His advice was to reduce the size of each step and build progress over time.
“If we take smaller steps and keep getting better one percent every day, we make more progress,” he said. “We should avoid risking it all on one trade.”
He closed the point with a long-term view.
“I definitely think consistency is underrated,” WallStreetBets said. “We all need to adopt a more long-term mindset.”
When Bearman joined the second session from Miami, Lillo asked him to choose between speed and consistency. Bearman treated both as equally important in Formula 1.
“Both of them are very important factors in Formula 1,” Bearman said. “Speed is the number one tool we use to measure drivers and ourselves. We are always competing against the clock, so speed is step one.”
At the same time, he said repeatable performance decides the strength of a season.
“Consistency is very important if you want to build a strong championship campaign, fight for a championship, or even fight for a good position,” Bearman said.
He added that single-race speed has limited value without repeatability.
“You need to be consistent because speed is one thing,” he said. “If you only have that speed for one or two races of the year, then it does not count for much.”
Bearman summed up his answer with a simple split.
“I think it is 50/50, and both of them are incredibly important,” he said.
Bearman also explained how drivers manage race conditions.
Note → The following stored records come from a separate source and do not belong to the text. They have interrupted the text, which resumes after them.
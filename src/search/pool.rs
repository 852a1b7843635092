//! C8: partitions a rank's share of the combination space across a fixed
//! pool of OS threads and joins their independent top-n results.
//!
//! Grounded in the teacher's `Permutate::call_multi_thread`
//! (`src/strategy/permutate.rs`), which fans work out over
//! `crossbeam::thread::scope` and joins at the end; adapted here from a
//! streaming producer/consumer channel (which fits the teacher's
//! per-chromosome fitness pipeline) to a batch model, since every worker in
//! this search owns a disjoint slice of the combination space up front and
//! shares no mutable state with its siblings until the final merge.

use crate::combination::Distribution;
use crate::dataset::Dataset;
use crate::search::worker::SearchWorker;
use crate::topn::TopN;

/// Runs `base` — a rank's `order - 1`-length prefix distribution (C9) —
/// across `threads` worker threads, each taking `base.layer(threads, tid)`,
/// and returns this rank's merged top-n.
pub fn run(dataset: &Dataset, base: &Distribution, order: usize, threads: usize, noutputs: usize) -> TopN {
    if threads <= 1 {
        let worker = SearchWorker::new(dataset, order);
        return worker.run(base.layer(1, 0), noutputs);
    }

    let partials: Vec<TopN> = crossbeam::thread::scope(|scope| {
        let handles: Vec<_> = (0..threads)
            .map(|tid| {
                scope.spawn(move |_| {
                    let worker = SearchWorker::new(dataset, order);
                    let prefixes = base.layer(threads, tid);
                    worker.run(prefixes, noutputs)
                })
            })
            .collect();
        handles
            .into_iter()
            .map(|h| h.join().expect("search worker thread panicked"))
            .collect()
    })
    .expect("crossbeam scope failed to join all worker threads");

    TopN::merge(noutputs, partials)
}
use epistasis::combination::Distribution;
use epistasis::dataset::Dataset;
use epistasis::search::pool;
use rand::rngs::SmallRng;
use rand::{Rng, SeedableRng};

fn toy_dataset(n_snps: usize, n_cases: usize, n_ctrls: usize, seed: u64) -> Dataset {
    let mut rng = SmallRng::seed_from_u64(seed);
    let mut next_col = |rng: &mut SmallRng, n: usize| -> Vec<u8> {
        (0..n).map(|_| rng.gen_range(0..3)).collect()
    };
    let cases: Vec<Vec<u8>> = (0..n_snps).map(|_| next_col(&mut rng, n_cases)).collect();
    let ctrls: Vec<Vec<u8>> = (0..n_snps).map(|_| next_col(&mut rng, n_ctrls)).collect();
    Dataset::from_columns(&cases, &ctrls)
}

#[test]
fn single_and_multi_threaded_runs_agree_on_the_winning_set() {
    let ds = toy_dataset(10, 20, 20, 11);
    let order = 2;
    let base = Distribution::full(ds.n_snps(), order - 1);
    let mut one = pool::run(&ds, &base, order, 1, 8).into_sorted_vec();
    let base = Distribution::full(ds.n_snps(), order - 1);
    let mut many = pool::run(&ds, &base, order, 4, 8).into_sorted_vec();

    one.sort_by(|a, b| a.combination.cmp(&b.combination));
    many.sort_by(|a, b| a.combination.cmp(&b.combination));

    assert_eq!(one.len(), many.len());
    for (a, b) in one.iter().zip(many.iter()) {
        assert_eq!(a.combination, b.combination);
        assert!((a.score - b.score).abs() < 1e-5);
    }
}

#[test]
fn thread_count_does_not_change_result_count() {
    let ds = toy_dataset(9, 15, 15, 12);
    let order = 3;
    for threads in [1usize, 2, 3, 5] {
        let base = Distribution::full(ds.n_snps(), order - 1);
        let top = pool::run(&ds, &base, order, threads, 10);
        assert!(top.len() <= 10);
    }
}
Preparation gives a driver a base, but the race still creates situations no driver can fully predict in advance.
“You do as much preparation as you can before you drive,” Bearman said. “But in the end, you cannot be prepared for every situation.”
When unexpected moments arrive, drivers need to trust their instincts.
“There are often things that come up which you are not ready for,” he said. “In that case, you need to rely on your talent, your instincts, and the correct instincts to do well.”
For Bearman, consistency also depends on the driver’s mindset and confidence in the car.
“Good consistency comes down to the hard work away from the track, your mental state, and your feeling within the car,” he said. “If you feel confident with the car underneath you, it is much easier to be consistent.”
The same idea fits the trading side of the discussion. A trader can prepare a plan before volatility hits, but still needs judgment when the market moves against expectations.
The Zoomex Space brought the F1 and crypto trading comparison into a simple conclusion. Speed opens opportunities, while consistency helps people stay ready to act without losing control.
CryptoRover focused on survival through stop losses, risk control, and avoiding revenge trading. WallStreetBets focused on emotional discipline and smaller steps. Bearman showed how F1 demands both raw pace and repeatable execution across a season.
The strongest takeaway came from the overlap between all three perspectives. Pressure rewards preparation. In racing and trading, fast decisions work best when they come from a plan built before the moment arrives.